*GOAL OF THE EXERCISE*.
One part of the entries below is wanted: the lines from the one containing "detailed per-archive diagnostics." through the one containing "period in seconds.". Write those out exactly and nothing else.

*** Opening of TASK INPUTS ***

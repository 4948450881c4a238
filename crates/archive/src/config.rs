//! Archive configuration.
//!
//! Options are read-only once an archive is constructed. Every struct has a
//! `Default`, `with_*` builder methods and deserializes from partial host
//! configuration (missing fields take their defaults).
//!
//! # Example
//!
//! ```rust,ignore
//! use alopex_archive::config::{ArchiveOptions, TimeUnit, WritingMode};
//!
//! let options = ArchiveOptions::default()
//!     .with_writing_mode(WritingMode::AutoPeriodic)
//!     .with_writing_period(30, TimeUnit::Second)
//!     .with_retention_days(90);
//! options.validate()?;
//! ```

use crate::error::{ArchiveError, Result};
use crate::lifecycle::partition::PartitionSize;
use serde::{Deserialize, Serialize};
use std::collections::BTreeMap;
use std::path::{Path, PathBuf};

/// Default write queue ceiling.
pub const DEFAULT_QUEUE_SIZE: usize = 1000;

/// Default retention: one year.
pub const DEFAULT_RETENTION_DAYS: u32 = 365;

/// Default database schema for SQL archives.
pub const DEFAULT_SCHEMA: &str = "arc";

/// In-memory database marker.
pub const IN_MEMORY_DATABASE: &str = ":memory:";

/// How an archive decides when to write.
#[derive(Debug, Clone, Copy, PartialEq, Eq, Default, Serialize, Deserialize)]
pub enum WritingMode {
    /// Write a slice of all channels once per writing period.
    #[default]
    AutoPeriodic,
    /// Write each channel whose value changed.
    AutoOnChange,
    /// Write only on explicit requests.
    OnDemand,
}

impl WritingMode {
    /// Returns true for the automatic modes.
    pub fn is_auto(self) -> bool {
        matches!(self, Self::AutoPeriodic | Self::AutoOnChange)
    }
}

/// Unit of the writing period.
#[derive(Debug, Clone, Copy, PartialEq, Eq, Default, Serialize, Deserialize)]
pub enum TimeUnit {
    /// Seconds.
    Second,
    /// Minutes.
    #[default]
    Minute,
    /// Hours.
    Hour,
}

impl TimeUnit {
    /// Number of seconds in one unit.
    pub fn as_secs(self) -> i64 {
        match self {
            Self::Second => 1,
            Self::Minute => 60,
            Self::Hour => 3600,
        }
    }
}

/// Options shared by all archive kinds.
#[derive(Debug, Clone, PartialEq, Eq, Serialize, Deserialize)]
#[serde(default)]
pub struct ArchiveOptions {
    /// Writing mode.
    pub writing_mode: WritingMode,
    /// Writing period, in `writing_unit`s.
    pub writing_period: u32,
    /// Unit of the writing period.
    pub writing_unit: TimeUnit,
    /// Tolerance in seconds within which a timestamp is pulled to the period grid.
    ///
    /// Zero requires timestamps to fall exactly on the grid.
    pub pull_to_period: u32,
    /// Days of history to keep.
    pub retention_days: u32,
    /// Enables detailed per-archive diagnostics.
    pub log_enabled: bool,
    /// Stores data under the copy directory instead of the main one.
    pub use_copy_dir: bool,
    /// Write queue ceiling for queued backends.
    pub max_queue_size: usize,
}

impl Default for ArchiveOptions {
    fn default() -> Self {
        Self {
            writing_mode: WritingMode::default(),
            writing_period: 1,
            writing_unit: TimeUnit::default(),
            pull_to_period: 0,
            retention_days: DEFAULT_RETENTION_DAYS,
            log_enabled: false,
            use_copy_dir: false,
            max_queue_size: DEFAULT_QUEUE_SIZE,
        }
    }
}

impl ArchiveOptions {
    /// Returns the writing period in seconds.
    pub fn writing_period_secs(&self) -> i64 {
        i64::from(self.writing_period) * self.writing_unit.as_secs()
    }

    /// Sets the writing mode.
    pub fn with_writing_mode(mut self, mode: WritingMode) -> Self {
        self.writing_mode = mode;
        self
    }

    /// Sets the writing period.
    pub fn with_writing_period(mut self, period: u32, unit: TimeUnit) -> Self {
        self.writing_period = period;
        self.writing_unit = unit;
        self
    }

    /// Sets the pull-to-period tolerance in seconds.
    pub fn with_pull_to_period(mut self, tolerance_secs: u32) -> Self {
        self.pull_to_period = tolerance_secs;
        self
    }

    /// Sets the retention in days.
    pub fn with_retention_days(mut self, days: u32) -> Self {
        self.retention_days = days;
        self
    }

    /// Enables or disables detailed diagnostics.
    pub fn with_log_enabled(mut self, enabled: bool) -> Self {
        self.log_enabled = enabled;
        self
    }

    /// Selects the copy directory.
    pub fn with_copy_dir(mut self, use_copy_dir: bool) -> Self {
        self.use_copy_dir = use_copy_dir;
        self
    }

    /// Sets the write queue ceiling.
    pub fn with_max_queue_size(mut self, size: usize) -> Self {
        self.max_queue_size = size;
        self
    }

    /// Validates the options.
    ///
    /// Automatic periodic writing needs a positive period; so does any archive
    /// whose storage is laid out on the period grid (`grid_storage`).
    pub fn validate_for(&self, grid_storage: bool) -> Result<()> {
        let needs_period = grid_storage || self.writing_mode == WritingMode::AutoPeriodic;
        if needs_period && self.writing_period == 0 {
            return Err(ArchiveError::InvalidConfig(
                "writing period must be positive".to_string(),
            ));
        }
        if self.writing_period_secs() > 86_400 {
            return Err(ArchiveError::InvalidConfig(format!(
                "writing period of {}s exceeds one day",
                self.writing_period_secs()
            )));
        }
        if self.retention_days == 0 {
            return Err(ArchiveError::InvalidConfig(
                "retention must be at least one day".to_string(),
            ));
        }
        Ok(())
    }

    /// Validates the options for a queued archive.
    pub fn validate(&self) -> Result<()> {
        self.validate_for(false)
    }
}

/// Storage directories supplied by the host.
#[derive(Debug, Clone, PartialEq, Eq, Serialize, Deserialize)]
#[serde(default)]
pub struct PathOptions {
    /// Main archive directory.
    pub arc_dir: PathBuf,
    /// Copy archive directory.
    pub arc_copy_dir: PathBuf,
}

impl Default for PathOptions {
    fn default() -> Self {
        Self {
            arc_dir: PathBuf::from("ArchiveDAT"),
            arc_copy_dir: PathBuf::from("ArchiveCopy"),
        }
    }
}

impl PathOptions {
    /// Creates path options.
    pub fn new(arc_dir: impl AsRef<Path>, arc_copy_dir: impl AsRef<Path>) -> Self {
        Self {
            arc_dir: arc_dir.as_ref().to_path_buf(),
            arc_copy_dir: arc_copy_dir.as_ref().to_path_buf(),
        }
    }

    /// Root directory of an archive.
    pub fn archive_root(&self, code: &str, use_copy_dir: bool) -> PathBuf {
        let base = if use_copy_dir {
            &self.arc_copy_dir
        } else {
            &self.arc_dir
        };
        base.join(code)
    }
}

/// Descriptor of an embedded database connection.
#[derive(Debug, Clone, PartialEq, Eq, Serialize, Deserialize)]
#[serde(default)]
pub struct DbConnectionOptions {
    /// Connection name.
    pub name: String,
    /// Database file path, or `:memory:`.
    pub database: String,
    /// Schema holding archive tables.
    pub schema: String,
}

impl Default for DbConnectionOptions {
    fn default() -> Self {
        Self {
            name: "Default".to_string(),
            database: IN_MEMORY_DATABASE.to_string(),
            schema: DEFAULT_SCHEMA.to_string(),
        }
    }
}

impl DbConnectionOptions {
    /// Creates a descriptor for a database file or `:memory:`.
    pub fn new(name: impl Into<String>, database: impl Into<String>) -> Self {
        Self {
            name: name.into(),
            database: database.into(),
            ..Self::default()
        }
    }

    /// Sets the schema.
    pub fn with_schema(mut self, schema: impl Into<String>) -> Self {
        self.schema = schema.into();
        self
    }

    /// Returns true if the database lives in memory.
    pub fn is_in_memory(&self) -> bool {
        self.database.is_empty() || self.database == IN_MEMORY_DATABASE
    }
}

/// Options of SQL archives.
#[derive(Debug, Clone, PartialEq, Eq, Serialize, Deserialize)]
#[serde(default)]
pub struct SqlArchiveOptions {
    /// Uses the instance storage connection instead of a named one.
    pub use_storage_conn: bool,
    /// Name of the module-level connection when `use_storage_conn` is off.
    pub connection: String,
    /// Span of historical partitions.
    pub partition_size: PartitionSize,
}

impl Default for SqlArchiveOptions {
    fn default() -> Self {
        Self {
            use_storage_conn: true,
            connection: String::new(),
            partition_size: PartitionSize::default(),
        }
    }
}

impl SqlArchiveOptions {
    /// Selects a named module-level connection.
    pub fn with_connection(mut self, name: impl Into<String>) -> Self {
        self.use_storage_conn = false;
        self.connection = name.into();
        self
    }

    /// Sets the partition span.
    pub fn with_partition_size(mut self, size: PartitionSize) -> Self {
        self.partition_size = size;
        self
    }
}

/// Module-level configuration holding named connections.
#[derive(Debug, Clone, Default, PartialEq, Eq, Serialize, Deserialize)]
#[serde(default)]
pub struct ModuleConfig {
    /// Named connections.
    pub connections: BTreeMap<String, DbConnectionOptions>,
}

impl ModuleConfig {
    /// Adds a named connection.
    pub fn with_connection(mut self, options: DbConnectionOptions) -> Self {
        self.connections.insert(options.name.clone(), options);
        self
    }

    /// Resolves the connection an SQL archive should use.
    ///
    /// # Errors
    ///
    /// Returns `ArchiveError::ConnectionNotFound` if the storage connection is
    /// requested but absent, or the named connection is not configured.
    pub fn resolve_connection(
        &self,
        options: &SqlArchiveOptions,
        storage: Option<&DbConnectionOptions>,
    ) -> Result<DbConnectionOptions> {
        if options.use_storage_conn {
            return storage
                .cloned()
                .ok_or_else(|| ArchiveError::ConnectionNotFound("<storage>".to_string()));
        }

        self.connections
            .get(&options.connection)
            .cloned()
            .ok_or_else(|| ArchiveError::ConnectionNotFound(options.connection.clone()))
    }
}

/// Checks that an archive code can name directories and SQL tables.
pub fn validate_code(code: &str) -> Result<()> {
    if code.is_empty() {
        return Err(ArchiveError::InvalidConfig(
            "archive code must not be empty".to_string(),
        ));
    }
    if !code
        .chars()
        .all(|c| c.is_ascii_alphanumeric() || c == '_')
    {
        return Err(ArchiveError::InvalidConfig(format!(
            "archive code {code:?} may contain only ASCII letters, digits and underscores"
        )));
    }
    Ok(())
}

#[cfg(test)]
mod tests {
    use super::*;

    #[test]
    fn test_writing_period_secs() {
        let options = ArchiveOptions::default().with_writing_period(2, TimeUnit::Hour);
        assert_eq!(options.writing_period_secs(), 7200);
        let options = ArchiveOptions::default();
        assert_eq!(options.writing_period_secs(), 60);
    }

    #[test]
    fn test_validate() {
        let zero = ArchiveOptions::default().with_writing_period(0, TimeUnit::Second);
        assert!(zero.validate().is_err());
        assert!(zero
            .clone()
            .with_writing_mode(WritingMode::OnDemand)
            .validate()
            .is_ok());
        assert!(zero
            .with_writing_mode(WritingMode::OnDemand)
            .validate_for(true)
            .is_err());
        assert!(ArchiveOptions::default()
            .with_writing_period(2, TimeUnit::Hour)
            .validate()
            .is_ok());
        assert!(ArchiveOptions::default()
            .with_writing_period(25, TimeUnit::Hour)
            .validate()
            .is_err());
    }

    #[test]
    fn test_options_deserialize_with_defaults() {
        let options: ArchiveOptions =
            serde_json::from_str(r#"{"writing_mode":"AutoOnChange","retention_days":30}"#)
                .unwrap();
        assert_eq!(options.writing_mode, WritingMode::AutoOnChange);
        assert_eq!(options.retention_days, 30);
        assert_eq!(options.writing_unit, TimeUnit::Minute);
        assert_eq!(options.max_queue_size, DEFAULT_QUEUE_SIZE);
    }

    #[test]
    fn test_resolve_storage_connection() {
        let module = ModuleConfig::default();
        let storage = DbConnectionOptions::new("Storage", "/var/lib/arc.db");
        let resolved = module
            .resolve_connection(&SqlArchiveOptions::default(), Some(&storage))
            .unwrap();
        assert_eq!(resolved.name, "Storage");
        assert!(module
            .resolve_connection(&SqlArchiveOptions::default(), None)
            .is_err());
    }

    #[test]
    fn test_resolve_named_connection() {
        let module = ModuleConfig::default()
            .with_connection(DbConnectionOptions::new("Reports", ":memory:").with_schema("rep"));
        let options = SqlArchiveOptions::default().with_connection("Reports");
        let resolved = module.resolve_connection(&options, None).unwrap();
        assert_eq!(resolved.schema, "rep");
        assert!(resolved.is_in_memory());

        let missing = SqlArchiveOptions::default().with_connection("Other");
        assert!(matches!(
            module.resolve_connection(&missing, None),
            Err(ArchiveError::ConnectionNotFound(name)) if name == "Other"
        ));
    }

    #[test]
    fn test_archive_root() {
        let paths = PathOptions::new("/data/arc", "/data/copy");
        assert_eq!(paths.archive_root("Min", false), PathBuf::from("/data/arc/Min"));
        assert_eq!(paths.archive_root("Min", true), PathBuf::from("/data/copy/Min"));
    }

    #[test]
    fn test_validate_code() {
        assert!(validate_code("Hour_1").is_ok());
        assert!(validate_code("").is_err());
        assert!(validate_code("a;drop").is_err());
    }
}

*** Close of TASK INPUTS ***

*RESULT*.
    /// Enables detailed per-archive diagnostics.
    pub log_enabled: bool,
    /// Stores data under the copy directory instead of the main one.
    pub use_copy_dir: bool,
    /// Write queue ceiling for queued backends.
    pub max_queue_size: usize,
}

impl Default for ArchiveOptions {
    fn default() -> Self {
        Self {
            writing_mode: WritingMode::default(),
            writing_period: 1,
            writing_unit: TimeUnit::default(),
            pull_to_period: 0,
            retention_days: DEFAULT_RETENTION_DAYS,
            log_enabled: false,
            use_copy_dir: false,
            max_queue_size: DEFAULT_QUEUE_SIZE,
        }
    }
}

impl ArchiveOptions {
    /// Returns the writing period in seconds.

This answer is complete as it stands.